— SUPPLIED MATERIAL —
• • • •

#![no_std]

//! STM32L476 board support for the matrix keypad firmware

pub use keypad_core::*;

pub use crate::stm32l4_hardware::*;
pub use crate::vectors::Interrupt;

// STM32L476 register-level hardware
pub mod stm32l4_hardware;

// Device interrupt table for cortex-m-rt
pub mod vectors;

// SysTick-driven embassy time driver
pub mod time_driver;
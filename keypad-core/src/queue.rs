//! Interrupt-safe key queue shared between the scanner and the application

use core::cell::RefCell;
use critical_section::Mutex;

use crate::ring_buffer::{RingBuffer, RingBufferError};
use crate::types::{KeyEvent, NO_KEY};

/// Confirmed key symbols waiting for the application.
///
/// The scanner side pushes from interrupt or tick context; the application
/// drains with [`KeyQueue::try_read_key`]. Every access runs inside a
/// critical section, so a `static KeyQueue` is sound on single- and
/// multi-core targets alike.
pub struct KeyQueue<const N: usize> {
    inner: Mutex<RefCell<RingBuffer<u8, N>>>,
}

impl<const N: usize> KeyQueue<N> {
    pub const fn new() -> Self {
        Self {
            inner: Mutex::new(RefCell::new(RingBuffer::new(NO_KEY))),
        }
    }

    /// Reset to empty and clear the overrun counter
    pub fn init(&self) -> Result<(), RingBufferError> {
        critical_section::with(|cs| self.inner.borrow_ref_mut(cs).init())
    }

    /// Enqueue a confirmed key, overwriting the oldest one if full
    pub fn push(&self, key: KeyEvent) -> Result<(), RingBufferError> {
        critical_section::with(|cs| self.inner.borrow_ref_mut(cs).write(key.symbol()))
    }

    /// Oldest pending key, if any. Never blocks.
    pub fn try_read_key(&self) -> Option<KeyEvent> {
        critical_section::with(|cs| self.inner.borrow_ref_mut(cs).read()).map(KeyEvent)
    }

    pub fn len(&self) -> usize {
        critical_section::with(|cs| self.inner.borrow_ref(cs).count())
    }

    pub fn is_empty(&self) -> bool {
        self.len() == 0
    }

    pub const fn capacity(&self) -> usize {
        N
    }

    /// Keys lost to overruns since the last `init`
    pub fn dropped(&self) -> u32 {
        critical_section::with(|cs| self.inner.borrow_ref(cs).dropped())
    }

    pub fn flush(&self) {
        critical_section::with(|cs| self.inner.borrow_ref_mut(cs).flush())
    }
}

impl<const N: usize> Default for KeyQueue<N> {
    fn default() -> Self {
        Self::new()
    }
}
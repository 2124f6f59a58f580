use std::env;
use std::fs;
use std::path::PathBuf;

fn main() {
    // Put the linker scripts somewhere the linker can find them
    let out = PathBuf::from(env::var_os("OUT_DIR").unwrap());
    fs::copy("memory.x", out.join("memory.x")).unwrap();
    // cortex-m-rt's `device` feature includes device.x for interrupt names
    fs::copy("device.x", out.join("device.x")).unwrap();
    println!("cargo:rustc-link-search={}", out.display());

    println!("cargo:rustc-link-arg-bins=-Tlink.x");
    if env::var_os("CARGO_FEATURE_DEFMT").is_some() {
        println!("cargo:rustc-link-arg-bins=-Tdefmt.x");
    }

    // Only re-run the build script when the linker scripts change,
    // instead of when any part of the source code changes.
    println!("cargo:rerun-if-changed=memory.x");
    println!("cargo:rerun-if-changed=device.x");
}
//! Poll-driven debounce state machine

use crate::driver::KeypadError;
use crate::hal::KeypadHal;
use crate::queue::KeyQueue;
use crate::scan::{configure_matrix, scan_matrix};
use crate::types::{
    KeyEvent, KeyMatrixConfig, Level, ScanMode, ScanPhase, ScanState, DEBOUNCE_TICKS,
};

/// Keypad scanned from a periodic tick.
///
/// Every [`scan_tick`](Self::scan_tick) performs one full matrix scan and
/// advances `Idle -> Debounce -> Pressed -> Idle`. A key must be sensed on
/// [`DEBOUNCE_TICKS`] consecutive ticks, counting the tick that left `Idle`,
/// before its symbol is queued. One event is queued per press-and-release.
pub struct PollKeypad<'q, H, const R: usize, const C: usize, const N: usize> {
    hal: H,
    queue: &'q KeyQueue<N>,
    config: Option<KeyMatrixConfig<R, C>>,
    state: ScanState,
}

impl<'q, H, const R: usize, const C: usize, const N: usize> PollKeypad<'q, H, R, C, N>
where
    H: KeypadHal,
{
    /// Create an inert keypad; nothing happens until [`init`](Self::init)
    pub fn new(hal: H, queue: &'q KeyQueue<N>) -> Self {
        Self {
            hal,
            queue,
            config: None,
            state: ScanState::new(),
        }
    }

    /// Validate `config`, set up the pins and reset state.
    ///
    /// On failure the keypad stays inert and every tick is a no-op.
    pub fn init(&mut self, config: &KeyMatrixConfig<R, C>) -> Result<(), KeypadError> {
        self.config = None;
        self.state = ScanState::new();

        config.validate(ScanMode::Poll)?;
        self.queue.init()?;
        configure_matrix(self.hal.gpio(), config, Level::High)?;

        self.config = Some(*config);

        #[cfg(feature = "defmt")]
        defmt::info!("⌨️ Poll keypad ready ({}x{})", R, C);

        Ok(())
    }

    /// True once `init` has succeeded
    pub fn is_active(&self) -> bool {
        self.config.is_some()
    }

    pub fn state(&self) -> ScanState {
        self.state
    }

    /// Run one scan period. Returns the key confirmed on this tick, if any.
    pub fn scan_tick(&mut self) -> Result<Option<KeyEvent>, KeypadError> {
        let Some(config) = self.config.as_ref() else {
            return Ok(None);
        };

        let sensed = scan_matrix(self.hal.gpio(), config)?.map(|hit| hit.key);
        Ok(self.advance(sensed))
    }

    /// Feed one scan result through the state machine
    fn advance(&mut self, sensed: Option<KeyEvent>) -> Option<KeyEvent> {
        match (self.state.phase, sensed) {
            (ScanPhase::Idle, None) => None,

            (ScanPhase::Idle, Some(key)) => {
                self.state.phase = ScanPhase::Debounce;
                self.state.debounce_ticks = 0;
                self.count_debounce(key)
            }

            (ScanPhase::Debounce, Some(key)) => self.count_debounce(key),

            (ScanPhase::Debounce, None) => {
                // Bounce: no partial credit
                #[cfg(feature = "defmt")]
                defmt::trace!("🔁 Bounce after {} ticks", self.state.debounce_ticks);

                self.state = ScanState::new();
                None
            }

            // Held: auto-repeat suppressed
            (ScanPhase::Pressed, Some(_)) => None,

            (ScanPhase::Pressed, None) => {
                self.state = ScanState::new();
                None
            }
        }
    }

    fn count_debounce(&mut self, key: KeyEvent) -> Option<KeyEvent> {
        self.state.debounce_ticks += 1;
        if self.state.debounce_ticks < DEBOUNCE_TICKS {
            return None;
        }

        self.state.phase = ScanPhase::Pressed;
        self.state.debounce_ticks = 0;
        // Queue errors only occur without storage, which init rejects
        let _ = self.queue.push(key);

        #[cfg(feature = "defmt")]
        defmt::debug!("🔑 Key '{}' confirmed", key.as_char());

        Some(key)
    }

    /// Oldest confirmed key, if any
    pub fn try_read_key(&self) -> Option<KeyEvent> {
        self.queue.try_read_key()
    }

    pub fn hal(&self) -> &H {
        &self.hal
    }

    pub fn hal_mut(&mut self) -> &mut H {
        &mut self.hal
    }
}
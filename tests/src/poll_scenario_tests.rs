//! End-to-end scenarios for the poll-driven keypad

#[cfg(test)]
mod tests {
    use keypad_core::test_utils::{tap, KeypadSimulator, Step};
    use keypad_core::{
        reference_config, KeyEvent, KeyQueue, ScanMode, DEBOUNCE_TICKS, KEYPAD_QUEUE_SLOTS,
    };
    use rstest::rstest;

    type Queue = KeyQueue<KEYPAD_QUEUE_SLOTS>;

    fn simulator(queue: &Queue) -> KeypadSimulator<'_, 4, 4, KEYPAD_QUEUE_SLOTS> {
        KeypadSimulator::new(ScanMode::Poll, &reference_config(), queue).unwrap()
    }

    #[test]
    fn test_reference_scenario_eight_held_then_released() {
        let queue = Queue::new();
        let mut sim = simulator(&queue);

        sim.run(&tap(2, 1, 25, 5)).unwrap();

        assert_eq!(sim.driver().try_read_key(), Some(KeyEvent(b'8')));
        for _ in 0..10 {
            assert_eq!(sim.driver().try_read_key(), None);
        }
    }

    #[rstest]
    #[case(1)]
    #[case(5)]
    #[case(DEBOUNCE_TICKS as u32 - 1)]
    fn test_short_hold_produces_nothing(#[case] hold: u32) {
        let queue = Queue::new();
        let mut sim = simulator(&queue);

        sim.run(&tap(0, 0, hold, 10)).unwrap();

        assert!(sim.confirmed().is_empty());
        assert!(sim.drain().is_empty());
    }

    #[rstest]
    #[case(DEBOUNCE_TICKS as u32)]
    #[case(DEBOUNCE_TICKS as u32 + 1)]
    #[case(100)]
    #[case(DEBOUNCE_TICKS as u32 + 1000)]
    fn test_sustained_hold_produces_exactly_one(#[case] hold: u32) {
        let queue = Queue::new();
        let mut sim = simulator(&queue);

        sim.run(&tap(1, 2, hold, 3)).unwrap();

        assert_eq!(sim.drain(), vec![KeyEvent(b'6')]);
    }

    #[rstest]
    #[case(0, 0, b'1')]
    #[case(0, 3, b'A')]
    #[case(1, 1, b'5')]
    #[case(2, 2, b'9')]
    #[case(3, 0, b'*')]
    #[case(3, 1, b'0')]
    #[case(3, 2, b'#')]
    #[case(3, 3, b'D')]
    fn test_every_position_decodes(#[case] row: usize, #[case] col: usize, #[case] symbol: u8) {
        let queue = Queue::new();
        let mut sim = simulator(&queue);

        sim.run(&tap(row, col, 30, 2)).unwrap();

        assert_eq!(sim.drain(), vec![KeyEvent(symbol)]);
    }

    #[test]
    fn test_typing_a_sequence() {
        let queue = Queue::new();
        let mut sim = simulator(&queue);

        // "1", "5", "9", "#"
        for (row, col) in [(0, 0), (1, 1), (2, 2), (3, 2)] {
            sim.run(&tap(row, col, 40, 15)).unwrap();
        }

        let typed: Vec<char> = sim.drain().iter().map(|k| k.as_char()).collect();
        assert_eq!(typed, vec!['1', '5', '9', '#']);
    }

    #[test]
    fn test_chatter_before_settling_confirms_once() {
        let queue = Queue::new();
        let mut sim = simulator(&queue);

        // Contact chatter: short closures separated by single open ticks
        for _ in 0..6 {
            sim.run(&[Step::Press(2, 3), Step::Ticks(3), Step::Release(2, 3), Step::Ticks(1)])
                .unwrap();
        }
        assert!(sim.confirmed().is_empty());

        sim.run(&tap(2, 3, 25, 5)).unwrap();
        assert_eq!(sim.drain(), vec![KeyEvent(b'C')]);
    }

    #[test]
    fn test_rows_never_driven_low_together() {
        let queue = Queue::new();
        let mut sim = simulator(&queue);

        let script = [
            Step::Press(0, 1),
            Step::Press(3, 3),
            Step::Ticks(50),
            Step::ReleaseAll,
            Step::Ticks(5),
        ];
        sim.run(&script).unwrap();

        assert_eq!(sim.board().max_rows_low(), 1);
        assert_eq!(sim.board().max_rows_low_while_sampling(), 1);
    }

    #[test]
    fn test_unread_keys_overrun_oldest_first() {
        let queue = Queue::new();
        let mut sim = simulator(&queue);

        for _ in 0..KEYPAD_QUEUE_SLOTS + 2 {
            sim.run(&tap(0, 1, 20, 1)).unwrap();
        }
        sim.run(&tap(3, 3, 20, 1)).unwrap();

        let keys = sim.drain();
        assert_eq!(keys.len(), KEYPAD_QUEUE_SLOTS);
        assert_eq!(keys.last(), Some(&KeyEvent(b'D')));
        assert_eq!(queue.dropped(), 3);
    }

    #[test]
    fn test_invalid_config_stays_inert() {
        let queue = Queue::new();
        let mut config = reference_config();
        config.keymap[0][0] = 0;

        assert!(KeypadSimulator::new(ScanMode::Poll, &config, &queue).is_err());
        assert!(queue.is_empty());
    }
}
#[cfg(any(test, feature = "test-utils"))]
pub mod mock {
    //! Mock implementations for testing

    use super::*;
    use crate::exti::ExtiVector;

    /// Simulated keypad board.
    ///
    /// Models an `R`x`C` matrix whose columns are pulled up and read low when
    /// a pressed key connects them to a row driven low. Column falling edges
    /// latch pending flags on armed lines, whether or not the line is
    /// enabled. Implements every collaborator trait, so one board serves as
    /// the whole HAL.
    pub struct MockBoard<const R: usize, const C: usize> {
        rows: [PinId; R],
        cols: [PinId; C],
        pressed: [[bool; C]; R],
        driven: [Level; R],
        col_level: [Level; C],
        configured: u32,

        max_rows_low: usize,
        max_rows_low_sampling: usize,
        row_writes: u32,
        column_reads: u32,

        falling: u16,
        enabled: u16,
        pending: u16,
        enable_calls: u32,
        disable_calls: u32,
        clear_calls: u32,

        now_ms: u64,
        delays: u32,
        bounce_on_delay: bool,
        fail_reads: bool,
        fail_enable_line: Option<u8>,
    }

    impl<const R: usize, const C: usize> MockBoard<R, C> {
        pub fn new(rows: [PinId; R], cols: [PinId; C]) -> Self {
            Self {
                rows,
                cols,
                pressed: [[false; C]; R],
                driven: [Level::High; R],
                col_level: [Level::High; C],
                configured: 0,
                max_rows_low: 0,
                max_rows_low_sampling: 0,
                row_writes: 0,
                column_reads: 0,
                falling: 0,
                enabled: 0,
                pending: 0,
                enable_calls: 0,
                disable_calls: 0,
                clear_calls: 0,
                now_ms: 0,
                delays: 0,
                bounce_on_delay: false,
                fail_reads: false,
                fail_enable_line: None,
            }
        }

        /// Board wired for `config`
        pub fn for_config(config: &crate::types::KeyMatrixConfig<R, C>) -> Self {
            Self::new(config.rows, config.cols)
        }

        /// Close the switch at (row, col)
        pub fn press(&mut self, row: usize, col: usize) {
            self.pressed[row][col] = true;
            self.update_columns();
        }

        /// Open the switch at (row, col)
        pub fn release(&mut self, row: usize, col: usize) {
            self.pressed[row][col] = false;
            self.update_columns();
        }

        /// Open every switch
        pub fn release_all(&mut self) {
            self.pressed = [[false; C]; R];
            self.update_columns();
        }

        /// Latch a pending flag on an arbitrary line, e.g. a button that
        /// shares a vector with the keypad
        pub fn raise_line(&mut self, line: u8) {
            self.pending |= 1 << line;
        }

        /// Re-latch pressed columns during every settle delay
        pub fn set_bounce_on_delay(&mut self, bounce: bool) {
            self.bounce_on_delay = bounce;
        }

        /// Make every column read fail
        pub fn set_fail_reads(&mut self, fail: bool) {
            self.fail_reads = fail;
        }

        /// Make unmasking `line` fail
        pub fn set_fail_enable_line(&mut self, line: Option<u8>) {
            self.fail_enable_line = line;
        }

        pub fn advance(&mut self, ms: u64) {
            self.now_ms += ms;
        }

        /// Level currently driven on row `r`
        pub fn row_level(&self, r: usize) -> Level {
            self.driven[r]
        }

        /// Largest number of rows ever driven low at the same time
        pub fn max_rows_low(&self) -> usize {
            self.max_rows_low
        }

        /// Largest number of rows low while a column was being sampled
        pub fn max_rows_low_while_sampling(&self) -> usize {
            self.max_rows_low_sampling
        }

        pub fn reset_row_stats(&mut self) {
            self.max_rows_low = self.rows_low();
            self.max_rows_low_sampling = 0;
        }

        pub fn row_writes(&self) -> u32 {
            self.row_writes
        }

        pub fn column_reads(&self) -> u32 {
            self.column_reads
        }

        pub fn is_configured(&self, pin: PinId) -> bool {
            self.index_of(pin)
                .map(|i| self.configured & (1 << i) != 0)
                .unwrap_or(false)
        }

        pub fn is_enabled(&self, line: u8) -> bool {
            self.enabled & (1 << line) != 0
        }

        pub fn is_line_pending(&self, line: u8) -> bool {
            self.pending & (1 << line) != 0
        }

        pub fn enabled_mask(&self) -> u16 {
            self.enabled
        }

        pub fn enable_calls(&self) -> u32 {
            self.enable_calls
        }

        pub fn disable_calls(&self) -> u32 {
            self.disable_calls
        }

        pub fn clear_calls(&self) -> u32 {
            self.clear_calls
        }

        pub fn delays(&self) -> u32 {
            self.delays
        }

        /// First vector with a line that is both pending and enabled, i.e.
        /// the interrupt the NVIC would take next
        pub fn firing_vector(&self) -> Option<ExtiVector> {
            let firing = self.pending & self.enabled;
            ExtiVector::ALL
                .into_iter()
                .find(|vector| vector.line_mask() & firing != 0)
        }

        fn rows_low(&self) -> usize {
            self.driven.iter().filter(|l| l.is_low()).count()
        }

        /// Position among rows then columns, used as a configured bit
        fn index_of(&self, pin: PinId) -> Option<usize> {
            self.rows
                .iter()
                .chain(self.cols.iter())
                .position(|id| *id == pin)
        }

        fn compute_column(&self, c: usize) -> Level {
            let connected = (0..R).any(|r| self.pressed[r][c] && self.driven[r].is_low());
            if connected {
                Level::Low
            } else {
                Level::High
            }
        }

        fn update_columns(&mut self) {
            for c in 0..C {
                let level = self.compute_column(c);
                let line = self.cols[c].exti_line();
                if self.col_level[c] == Level::High
                    && level == Level::Low
                    && self.falling & (1 << line) != 0
                {
                    self.pending |= 1 << line;
                }
                self.col_level[c] = level;
            }
        }

        fn drive(&mut self, pin: PinId, level: Level) -> Result<(), HalError> {
            let r = self
                .rows
                .iter()
                .position(|id| *id == pin)
                .ok_or(HalError::InvalidConfig)?;
            self.driven[r] = level;
            self.row_writes += 1;
            self.max_rows_low = self.max_rows_low.max(self.rows_low());
            self.update_columns();
            Ok(())
        }
    }

    impl<const R: usize, const C: usize> KeypadGpio for MockBoard<R, C> {
        fn configure(
            &mut self,
            pin: PinId,
            _direction: Direction,
            _pull: Pull,
        ) -> Result<(), HalError> {
            let i = self.index_of(pin).ok_or(HalError::InvalidConfig)?;
            self.configured |= 1 << i;
            Ok(())
        }

        fn set(&mut self, pin: PinId) -> Result<(), HalError> {
            self.drive(pin, Level::High)
        }

        fn reset(&mut self, pin: PinId) -> Result<(), HalError> {
            self.drive(pin, Level::Low)
        }

        fn read(&mut self, pin: PinId) -> Result<Level, HalError> {
            if let Some(r) = self.rows.iter().position(|id| *id == pin) {
                return Ok(self.driven[r]);
            }

            let c = self
                .cols
                .iter()
                .position(|id| *id == pin)
                .ok_or(HalError::InvalidConfig)?;
            if self.fail_reads {
                return Err(HalError::GpioError);
            }
            self.column_reads += 1;
            self.max_rows_low_sampling = self.max_rows_low_sampling.max(self.rows_low());
            Ok(self.col_level[c])
        }
    }

    impl<const R: usize, const C: usize> InterruptLines for MockBoard<R, C> {
        fn arm(&mut self, pin: PinId, edge: Edge) -> Result<(), HalError> {
            let bit = pin.mask();
            if edge.falling() {
                self.falling |= bit;
            } else {
                self.falling &= !bit;
            }
            Ok(())
        }

        fn enable(&mut self, pin: PinId) -> Result<(), HalError> {
            self.enable_calls += 1;
            if self.fail_enable_line == Some(pin.exti_line()) {
                return Err(HalError::GpioError);
            }
            self.enabled |= pin.mask();
            Ok(())
        }

        fn disable(&mut self, pin: PinId) -> Result<(), HalError> {
            self.enabled &= !pin.mask();
            self.disable_calls += 1;
            Ok(())
        }

        fn is_pending(&mut self, pin: PinId) -> Result<bool, HalError> {
            Ok(self.pending & pin.mask() != 0)
        }

        fn clear_pending(&mut self, pin: PinId) -> Result<(), HalError> {
            self.pending &= !pin.mask();
            self.clear_calls += 1;
            Ok(())
        }
    }

    impl<const R: usize, const C: usize> TimeSource for MockBoard<R, C> {
        fn now(&self) -> Instant {
            Instant::from_millis(self.now_ms)
        }

        fn delay(&mut self, duration: Duration) {
            self.now_ms += duration.as_millis();
            self.delays += 1;

            if self.bounce_on_delay {
                for c in 0..C {
                    if (0..R).any(|r| self.pressed[r][c]) {
                        self.pending |= self.cols[c].mask() & self.falling;
                    }
                }
            }
        }
    }

    impl<const R: usize, const C: usize> KeypadHal for MockBoard<R, C> {
        type Gpio = Self;
        type Lines = Self;
        type Clock = Self;

        fn gpio(&mut self) -> &mut Self {
            self
        }

        fn lines(&mut self) -> &mut Self {
            self
        }

        fn clock(&mut self) -> &mut Self {
            self
        }
    }
}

• • • •

— EXERCISE PROMPT —
Where the line with "use critical_section::Mutex;" ends, your copy should end too; please return exactly the lines from the first line of the data through it.

— REPLY —
#![no_std]

//! STM32L476 board support for the matrix keypad firmware

pub use keypad_core::*;

pub use crate::stm32l4_hardware::*;
pub use crate::vectors::Interrupt;

// STM32L476 register-level hardware
pub mod stm32l4_hardware;

// Device interrupt table for cortex-m-rt
pub mod vectors;

// SysTick-driven embassy time driver
pub mod time_driver;
filename keypad-core/src/queue.rs
//! Interrupt-safe key queue shared between the scanner and the application

use core::cell::RefCell;
use critical_section::Mutex;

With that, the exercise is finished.